By now, we’ve probably deduced that this formula finds the most frequent word in a list.

### Step 4

Finally, we can retrieve the actual text value, i.e. the most frequent State name, by adding the INDEX function to get the full original formula, like this:

`=ArrayFormula(INDEX(A1:A20,MODE(MATCH(A1:A20,A1:A20,0))))`

This will give the output Texas in this specific example.

Nice!

## Template For Your Use

Click here to open a read-only copy of the template >>

This template contains both examples from this tutorial.
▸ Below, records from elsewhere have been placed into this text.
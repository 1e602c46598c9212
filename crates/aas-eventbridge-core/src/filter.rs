//! Whitelist filter over element paths.
//!
//! Lets an operator restrict outbound traffic to the elements a subscriber
//! cares about. Administrative updates and per-event checks may run on
//! different threads, so the state sits behind a lock.

use crate::path::normalize_path;
use parking_lot::RwLock;
use std::collections::HashSet;

#[derive(Debug, Default)]
struct FilterState {
    enabled: bool,
    allowed: HashSet<String>,
}

/// Whitelist-based inclusion test over normalized element paths.
///
/// Disabled by default: every path passes until [`FilterPolicy::enable`]
/// is called.
#[derive(Debug, Default)]
pub struct FilterPolicy {
    state: RwLock<FilterState>,
}

impl FilterPolicy {
    /// Create a disabled policy with an empty whitelist.
    #[must_use]
    pub fn new() -> Self {
        Self::default()
    }

    /// Replace the whitelist with the normalized forms of `paths`.
    ///
    /// Does not change whether the whitelist is enabled.
    pub fn set_whitelist<I, S>(&self, paths: I)
    where
        I: IntoIterator<Item = S>,
        S: AsRef<str>,
    {
        let allowed: HashSet<String> = paths
            .into_iter()
            .map(|path| normalize_path(path.as_ref()).to_string())
            .collect();

        tracing::debug!(entries = allowed.len(), "Replacing element whitelist");
        self.state.write().allowed = allowed;
    }

    /// Add one path to the whitelist, keeping existing entries.
    pub fn add_path(&self, path: &str) {
        let path = normalize_path(path);
        tracing::debug!(path, "Observing element");
        self.state.write().allowed.insert(path.to_string());
    }

    /// Start consulting the whitelist.
    pub fn enable(&self) {
        self.state.write().enabled = true;
    }

    /// Stop consulting the whitelist; every path passes.
    pub fn disable(&self) {
        self.state.write().enabled = false;
    }

    /// Whether the whitelist is consulted.
    #[must_use]
    pub fn is_enabled(&self) -> bool {
        self.state.read().enabled
    }

    /// Whether events for `path` may be published.
    #[must_use]
    pub fn passes(&self, path: &str) -> bool {
        let state = self.state.read();
        !state.enabled || state.allowed.contains(normalize_path(path))
    }

    /// Snapshot of the whitelist, sorted.
    #[must_use]
    pub fn whitelist(&self) -> Vec<String> {
        let mut entries: Vec<String> = self.state.read().allowed.iter().cloned().collect();
        entries.sort();
        entries
    }
}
To make your own editable copy, please go to *File > Make a copy…* under the File menu.

## Conclusion

**The Onion Method** is a framework that allows you to approach complex formulas in a systematic way.

Even if you’re presented with an “impossible” challenge to answer or an “impossible” formula to decipher, just follow this framework. If required, peel back the layers and then work from the inside out in an incremental fashion.

You’ll be amazed at how quickly your understanding of challenging formulas broadens and deepens. You’ll encounter and understand brand new functions that you’ve never heard of before. Plus, you’ll find out all sorts of secret tricks with existing formulas.

Who knows, you might even cry tears of joy instead of despair…

I’ll leave you with this quote from businesswoman Belinda Johnson:

I like cutting through complexity and trying to get to the kernel of an idea.